By the age of 22 she had graduated from the Georgia Women's College, and within 5 or 6 years had become principal of the Atlanta Free Kindergarten--one of the first kindergartens in the United States. (2) From what I could piece together, this Kindergarten was likely located in an attached area in her own house, which she shared with her brother and 2 sisters--all of whom never married. (1) (2).

However Madge was not only a groundbreaking  educator,  introducing the Atlanta area to the concept of kindergarten programs.  Madge also followed in her father's publishing footsteps as a talented and savvy author in her own right. (2)

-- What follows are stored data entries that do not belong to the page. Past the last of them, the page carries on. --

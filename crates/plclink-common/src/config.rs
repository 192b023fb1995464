//! ---
//! ems_section: "01-core-functionality"
//! ems_subsection: "module"
//! ems_type: "source"
//! ems_scope: "code"
//! ems_description: "Shared primitives and utilities for the tag service."
//! ems_version: "v0.0.0-prealpha"
//! ems_owner: "tbd"
//! ---
use std::collections::HashMap;
use std::fs;
use std::net::SocketAddr;
use std::path::{Path, PathBuf};
use std::time::Duration;

use anyhow::{anyhow, Context, Result};
use indexmap::IndexMap;
use serde::{Deserialize, Serialize};
use serde_with::{serde_as, DurationMilliSeconds};
use tracing::debug;

use crate::logging::LogFormat;

/// Element count used for string tags when the table does not specify one.
pub const DEFAULT_STRING_ELEMENTS: usize = 3;

/// Element count of the string tags in the built-in table.
const BUILTIN_STRING_ELEMENTS: usize = 16;

fn default_controller_host() -> String {
    "192.168.1.251".to_owned()
}

fn default_controller_port() -> u16 {
    44818
}

fn default_connect_timeout() -> Duration {
    Duration::from_secs(5)
}

fn default_io_timeout() -> Duration {
    Duration::from_secs(5)
}

fn default_bridge_program() -> String {
    "python".to_owned()
}

fn default_bridge_args() -> Vec<String> {
    vec!["scripts/dde_bridge.py".to_owned()]
}

fn default_bridge_application() -> String {
    "RSLinx".to_owned()
}

fn default_bridge_topic() -> String {
    "ExcelLink".to_owned()
}

fn default_bridge_row() -> String {
    "L1".to_owned()
}

fn default_bridge_column() -> String {
    "C1".to_owned()
}

fn default_bridge_timeout() -> Option<Duration> {
    Some(Duration::from_secs(10))
}

fn default_completion_tag() -> String {
    "completeRequest".to_owned()
}

fn default_quantity_tag() -> String {
    "quantity".to_owned()
}

fn default_poll_interval() -> Duration {
    Duration::from_millis(500)
}

fn default_monitor_timeout() -> Duration {
    Duration::from_millis(600_000)
}

fn default_max_in_flight() -> usize {
    4
}

fn default_logging_directory() -> PathBuf {
    PathBuf::from("target/logs")
}

fn default_log_level() -> String {
    "info".to_owned()
}

fn default_log_format() -> LogFormat {
    LogFormat::StructuredJson
}

fn default_metrics_enabled() -> bool {
    true
}

fn default_metrics_listen() -> SocketAddr {
    SocketAddr::from(([0, 0, 0, 0], 9898))
}

fn default_api_listen() -> SocketAddr {
    SocketAddr::from(([0, 0, 0, 0], 8000))
}

/// Tag table deployed on the reel line controller.
fn default_tags() -> IndexMap<String, TagConfig> {
    let mut tags = IndexMap::new();
    tags.insert("quantity".into(), TagConfig::scalar("Reel.RealData[0]", TagKind::Real));
    tags.insert(
        "backupQuantity".into(),
        TagConfig::scalar("Reel.RealData[10]", TagKind::Real),
    );
    tags.insert(
        "completeRequest".into(),
        TagConfig::scalar("_200_GLB.BoolData[0].0", TagKind::Bool),
    );
    tags.insert(
        "userName".into(),
        TagConfig::string("_200_GLB.StringData[0]", BUILTIN_STRING_ELEMENTS),
    );
    tags.insert(
        "moNumber".into(),
        TagConfig::string("_200_GLB.StringData[1]", BUILTIN_STRING_ELEMENTS),
    );
    tags.insert(
        "itemNumber".into(),
        TagConfig::string("_200_GLB.StringData[2]", BUILTIN_STRING_ELEMENTS),
    );
    tags.insert("completeAck".into(), TagConfig::scalar("CompleteAck", TagKind::Bool));
    tags.insert(
        "stepNumber".into(),
        TagConfig::scalar("_200_GLB.DintData[2]", TagKind::Integer),
    );
    tags.insert("test".into(), TagConfig::scalar("_200_GLB.DintData[10]", TagKind::Integer));
    tags.insert("ddeTest".into(), TagConfig::scalar("DDETest", TagKind::Real));
    tags
}

/// Primary configuration object for the tag service.
#[derive(Debug, Clone, Serialize, Deserialize)]
pub struct AppConfig {
    #[serde(default)]
    pub transport: TransportKind,
    #[serde(default)]
    pub controller: ControllerConfig,
    #[serde(default)]
    pub bridge: BridgeConfig,
    #[serde(default = "default_tags")]
    pub tags: IndexMap<String, TagConfig>,
    #[serde(default)]
    pub monitor: MonitorConfig,
    #[serde(default)]
    pub batch: BatchConfig,
    #[serde(default)]
    pub sequence: SequenceConfig,
    #[serde(default)]
    pub logging: LoggingConfig,
    #[serde(default)]
    pub metrics: MetricsConfig,
    #[serde(default)]
    pub api: ApiConfig,
}

/// Metadata describing where an [`AppConfig`] was loaded from.
#[derive(Debug, Clone)]
pub struct LoadedAppConfig {
    pub config: AppConfig,
    pub source: PathBuf,
}

impl AppConfig {
    pub const ENV_CONFIG_PATH: &str = "PLCLINK_CONFIG";

    /// Load configuration from disk, respecting the `PLCLINK_CONFIG` override.
    pub fn load<P: AsRef<Path>>(candidates: &[P]) -> Result<Self> {
        Ok(Self::load_with_source(candidates)?.config)
    }

    /// Load configuration from disk together with the effective source path.
    pub fn load_with_source<P: AsRef<Path>>(candidates: &[P]) -> Result<LoadedAppConfig> {
        if let Ok(env_path) = std::env::var(Self::ENV_CONFIG_PATH) {
            if !env_path.trim().is_empty() {
                let path = PathBuf::from(env_path);
                let config = Self::from_path(path.clone())?;
                return Ok(LoadedAppConfig {
                    config,
                    source: path,
                });
            }
        }

        for candidate in candidates {
            if candidate.as_ref().exists() {
                let path = candidate.as_ref().to_path_buf();
                let config = Self::from_path(path.clone())?;
                return Ok(LoadedAppConfig {
                    config,
                    source: path,
                });
            }
        }

        Err(anyhow!(
            "no configuration files found. inspected: {}",
            candidates
                .iter()
                .map(|p| p.as_ref().display().to_string())
                .collect::<Vec<_>>()
                .join(", ")
        ))
    }

    fn from_path(path: PathBuf) -> Result<Self> {
        debug!(config_path = %path.display(), "loading configuration");
        let contents = fs::read_to_string(&path)
            .with_context(|| format!("unable to read config file {}", path.display()))?;
        let config = toml::from_str::<AppConfig>(&contents)
            .with_context(|| format!("failed to parse config file {}", path.display()))?;
        config.validate()?;
        Ok(config)
    }

    /// Human readable endpoint of the selected transport, for diagnostics.
    pub fn endpoint(&self) -> String {
        match self.transport {
            TransportKind::Direct => format!(
                "{}:{} slot {}",
                self.controller.host, self.controller.port, self.controller.slot
            ),
            TransportKind::Bridge => format!(
                "{} via {} {}",
                self.bridge.application,
                self.bridge.program,
                self.bridge.args.join(" ")
            ),
            TransportKind::Simulated => "in-memory".to_owned(),
        }
    }

    /// Validate structural invariants.
    pub fn validate(&self) -> Result<()> {
        if self.tags.is_empty() {
            return Err(anyhow!("configuration must declare at least one tag"));
        }
        let mut addresses: HashMap<&str, (&str, TagKind)> = HashMap::new();
        for (name, tag) in &self.tags {
            tag.validate(name)?;
            if let Some((other, kind)) =
                addresses.insert(tag.address.as_str(), (name.as_str(), tag.kind))
            {
                if kind != tag.kind {
                    return Err(anyhow!(
                        "tags '{}' and '{}' share address {} with different types",
                        other,
                        name,
                        tag.address
                    ));
                }
            }
        }
        for required in [&self.monitor.completion_tag, &self.monitor.quantity_tag] {
            if !self.tags.contains_key(required.as_str()) {
                return Err(anyhow!("monitor references undeclared tag '{}'", required));
            }
        }
        if self.monitor.poll_interval.is_zero() {
            return Err(anyhow!("monitor poll_interval_ms must be positive"));
        }
        if self.batch.max_in_flight == 0 {
            return Err(anyhow!("batch max_in_flight must be positive"));
        }
        if matches!(self.transport, TransportKind::Bridge) && self.bridge.program.trim().is_empty()
        {
            return Err(anyhow!("bridge transport requires a helper program"));
        }
        self.api.validate()?;
        Ok(())
    }
}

Which brings us to this book, Stories of Mother Goose Village, first published in 1903.

 This is not just another collection of Mother Goose rhymes, although Madge includes a pleasingly complete collection of Mother Goose rhymes in the back of the book.

This book most closely resembles a kind of text book, or skills book primarily focused on basic math skills and reading comprehension.  The entirety of it is couched in a surprisingly delightful storyline where the characters from Mother Goose rhymes and poems all live in Mother Goose Village.  The skills and/or lessons in the book are then couched in various stories involving these characters.

That Madge was a teacher and principal is obvious when one turns to the back of the book where she has added a section specifically for teachers that offers a brief summary of each chapter and skills objectives.



Ordinal numbers, sequential thinking and creating lists


















Numbers, symmetry, geometry--using an activity that is still in use today






























As so often happens when I start digging around in old books, I stumbled on a lovely small epiphany.  Most Early Childhood and Kindergarten teachers today are familiar with the apple-based story of the "The Little House with No Doors and No Windows and a Star Inside".  Many teachers bring out this story in various forms and levels of complexity during autumn months, when apples are seasonally plentiful.   In this story, the apple is the house, and when you slice the apple open horizontally, you find the seeds in their little pods in the shape of a 5 pointed star.   Usually this story is attributed to "unknown".
(2)


Not any more.

This story originally comes from none other than Madge Alford Bigham, in her book Overheard in Fairyland (1914).(2)   When I think of all the years I taught young children, and used this story, never knowing who first cut open an apple one day and saw, not a snack, but a story.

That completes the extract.